From the records below, print exactly the lines starting at the one containing "const VISA_16: &str" and ending at the one containing "fn write(&mut self, buf: &[u8])", ends included, and nothing else.

══ DATA TO USE

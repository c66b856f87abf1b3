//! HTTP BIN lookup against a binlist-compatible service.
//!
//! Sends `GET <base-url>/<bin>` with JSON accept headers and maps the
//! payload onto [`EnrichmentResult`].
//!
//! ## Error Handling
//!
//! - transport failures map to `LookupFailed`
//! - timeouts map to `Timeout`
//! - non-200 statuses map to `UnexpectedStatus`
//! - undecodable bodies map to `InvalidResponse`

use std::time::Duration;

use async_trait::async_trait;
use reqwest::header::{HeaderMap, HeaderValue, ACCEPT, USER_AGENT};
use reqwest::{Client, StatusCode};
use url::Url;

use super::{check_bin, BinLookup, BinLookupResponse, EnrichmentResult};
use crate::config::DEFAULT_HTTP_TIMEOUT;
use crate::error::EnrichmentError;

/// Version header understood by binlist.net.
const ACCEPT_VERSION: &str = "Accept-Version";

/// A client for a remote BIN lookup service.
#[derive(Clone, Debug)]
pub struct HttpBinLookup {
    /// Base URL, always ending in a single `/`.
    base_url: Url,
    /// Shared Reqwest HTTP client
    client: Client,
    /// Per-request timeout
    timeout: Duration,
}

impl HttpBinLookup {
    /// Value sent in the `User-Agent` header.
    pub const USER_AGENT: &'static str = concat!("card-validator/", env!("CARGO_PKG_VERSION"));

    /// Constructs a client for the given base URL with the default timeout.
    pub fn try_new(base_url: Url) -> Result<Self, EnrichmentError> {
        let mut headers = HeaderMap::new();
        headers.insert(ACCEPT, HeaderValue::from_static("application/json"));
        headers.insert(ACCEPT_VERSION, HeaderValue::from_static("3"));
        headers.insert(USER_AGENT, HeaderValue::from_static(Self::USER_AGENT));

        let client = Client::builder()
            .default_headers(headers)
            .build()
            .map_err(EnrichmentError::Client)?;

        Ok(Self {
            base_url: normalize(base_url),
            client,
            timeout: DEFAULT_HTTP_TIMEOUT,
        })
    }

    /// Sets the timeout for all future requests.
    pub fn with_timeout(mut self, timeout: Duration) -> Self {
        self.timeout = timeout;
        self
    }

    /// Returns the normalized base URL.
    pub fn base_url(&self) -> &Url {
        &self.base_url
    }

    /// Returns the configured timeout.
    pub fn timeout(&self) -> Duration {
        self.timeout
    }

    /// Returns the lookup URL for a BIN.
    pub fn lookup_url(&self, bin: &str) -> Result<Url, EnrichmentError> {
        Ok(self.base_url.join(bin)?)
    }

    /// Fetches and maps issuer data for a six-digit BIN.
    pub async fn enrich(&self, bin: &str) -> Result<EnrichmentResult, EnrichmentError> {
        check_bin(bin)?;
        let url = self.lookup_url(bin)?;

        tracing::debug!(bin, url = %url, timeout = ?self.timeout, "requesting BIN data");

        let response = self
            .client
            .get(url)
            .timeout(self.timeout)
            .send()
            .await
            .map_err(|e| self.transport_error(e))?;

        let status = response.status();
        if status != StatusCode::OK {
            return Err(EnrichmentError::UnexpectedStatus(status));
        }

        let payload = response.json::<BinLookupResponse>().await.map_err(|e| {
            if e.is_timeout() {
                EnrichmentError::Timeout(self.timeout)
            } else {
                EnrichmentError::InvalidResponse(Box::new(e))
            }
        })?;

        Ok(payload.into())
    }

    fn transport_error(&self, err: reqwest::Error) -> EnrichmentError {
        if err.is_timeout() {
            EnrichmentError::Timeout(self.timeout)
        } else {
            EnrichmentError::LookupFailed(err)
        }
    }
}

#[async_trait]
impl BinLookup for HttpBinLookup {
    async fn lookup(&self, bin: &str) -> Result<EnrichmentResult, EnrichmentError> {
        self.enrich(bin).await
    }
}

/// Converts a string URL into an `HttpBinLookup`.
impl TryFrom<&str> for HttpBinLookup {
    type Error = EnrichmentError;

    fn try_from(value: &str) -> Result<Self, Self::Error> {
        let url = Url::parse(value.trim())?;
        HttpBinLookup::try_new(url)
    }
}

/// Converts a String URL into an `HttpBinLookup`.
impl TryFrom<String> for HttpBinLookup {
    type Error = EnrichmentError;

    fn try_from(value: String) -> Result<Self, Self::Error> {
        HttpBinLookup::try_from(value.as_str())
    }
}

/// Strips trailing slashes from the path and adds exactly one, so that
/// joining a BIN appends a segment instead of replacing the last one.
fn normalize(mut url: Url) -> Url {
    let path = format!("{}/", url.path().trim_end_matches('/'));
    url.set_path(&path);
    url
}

════
══ DATA TO USE

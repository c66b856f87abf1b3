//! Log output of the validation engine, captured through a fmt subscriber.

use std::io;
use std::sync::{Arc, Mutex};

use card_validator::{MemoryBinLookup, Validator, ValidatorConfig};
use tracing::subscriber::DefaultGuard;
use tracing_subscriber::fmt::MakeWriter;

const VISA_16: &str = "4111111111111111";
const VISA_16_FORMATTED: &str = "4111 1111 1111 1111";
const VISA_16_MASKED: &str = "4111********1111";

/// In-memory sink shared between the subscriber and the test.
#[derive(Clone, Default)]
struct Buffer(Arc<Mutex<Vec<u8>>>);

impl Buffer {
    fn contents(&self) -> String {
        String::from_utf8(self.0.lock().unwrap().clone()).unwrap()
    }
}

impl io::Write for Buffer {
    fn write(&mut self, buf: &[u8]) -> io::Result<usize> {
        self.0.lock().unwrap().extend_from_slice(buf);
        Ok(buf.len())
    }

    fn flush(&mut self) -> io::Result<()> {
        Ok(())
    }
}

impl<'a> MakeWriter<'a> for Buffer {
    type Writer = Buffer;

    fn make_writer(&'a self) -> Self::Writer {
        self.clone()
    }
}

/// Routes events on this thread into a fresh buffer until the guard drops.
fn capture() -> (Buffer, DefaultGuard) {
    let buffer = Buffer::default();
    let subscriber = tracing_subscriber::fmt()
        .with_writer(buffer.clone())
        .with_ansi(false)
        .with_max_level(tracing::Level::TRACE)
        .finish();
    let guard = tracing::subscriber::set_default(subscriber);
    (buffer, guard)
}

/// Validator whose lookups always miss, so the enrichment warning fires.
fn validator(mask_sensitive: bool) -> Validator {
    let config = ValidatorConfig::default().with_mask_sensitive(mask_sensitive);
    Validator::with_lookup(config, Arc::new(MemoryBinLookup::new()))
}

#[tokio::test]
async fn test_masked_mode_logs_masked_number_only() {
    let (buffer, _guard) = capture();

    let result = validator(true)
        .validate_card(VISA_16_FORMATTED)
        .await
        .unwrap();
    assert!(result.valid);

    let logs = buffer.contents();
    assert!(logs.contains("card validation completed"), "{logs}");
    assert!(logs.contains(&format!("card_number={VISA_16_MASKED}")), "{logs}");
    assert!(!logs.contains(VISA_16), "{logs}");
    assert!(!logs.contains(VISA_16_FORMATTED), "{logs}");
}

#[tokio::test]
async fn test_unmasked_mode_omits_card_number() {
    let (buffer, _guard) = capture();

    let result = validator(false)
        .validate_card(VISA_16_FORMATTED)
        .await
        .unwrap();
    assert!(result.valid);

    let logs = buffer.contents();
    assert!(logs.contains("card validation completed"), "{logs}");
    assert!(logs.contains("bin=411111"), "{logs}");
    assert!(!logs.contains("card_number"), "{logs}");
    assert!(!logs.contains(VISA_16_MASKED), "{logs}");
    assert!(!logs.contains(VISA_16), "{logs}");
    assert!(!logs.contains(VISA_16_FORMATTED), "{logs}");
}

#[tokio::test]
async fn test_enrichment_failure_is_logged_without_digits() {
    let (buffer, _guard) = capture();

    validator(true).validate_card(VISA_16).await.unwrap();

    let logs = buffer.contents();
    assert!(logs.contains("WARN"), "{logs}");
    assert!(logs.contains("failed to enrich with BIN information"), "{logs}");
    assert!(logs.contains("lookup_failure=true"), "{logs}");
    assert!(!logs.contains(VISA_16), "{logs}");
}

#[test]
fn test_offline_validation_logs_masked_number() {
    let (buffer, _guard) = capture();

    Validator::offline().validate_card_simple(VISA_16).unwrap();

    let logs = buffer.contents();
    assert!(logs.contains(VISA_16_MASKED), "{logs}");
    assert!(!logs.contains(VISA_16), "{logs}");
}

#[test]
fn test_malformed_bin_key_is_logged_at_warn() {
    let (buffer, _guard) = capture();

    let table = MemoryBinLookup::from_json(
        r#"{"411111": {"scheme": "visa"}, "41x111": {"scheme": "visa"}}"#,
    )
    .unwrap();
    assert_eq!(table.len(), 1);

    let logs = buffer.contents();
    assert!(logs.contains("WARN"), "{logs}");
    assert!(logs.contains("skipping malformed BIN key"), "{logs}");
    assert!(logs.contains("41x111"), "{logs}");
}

════

### RESULT FOR THIS EXERCISE:
const VISA_16: &str = "4111111111111111";
const VISA_16_FORMATTED: &str = "4111 1111 1111 1111";
const VISA_16_MASKED: &str = "4111********1111";

/// In-memory sink shared between the subscriber and the test.
#[derive(Clone, Default)]
struct Buffer(Arc<Mutex<Vec<u8>>>);

impl Buffer {
    fn contents(&self) -> String {
        String::from_utf8(self.0.lock().unwrap().clone()).unwrap()
    }
}

impl io::Write for Buffer {
    fn write(&mut self, buf: &[u8]) -> io::Result<usize> {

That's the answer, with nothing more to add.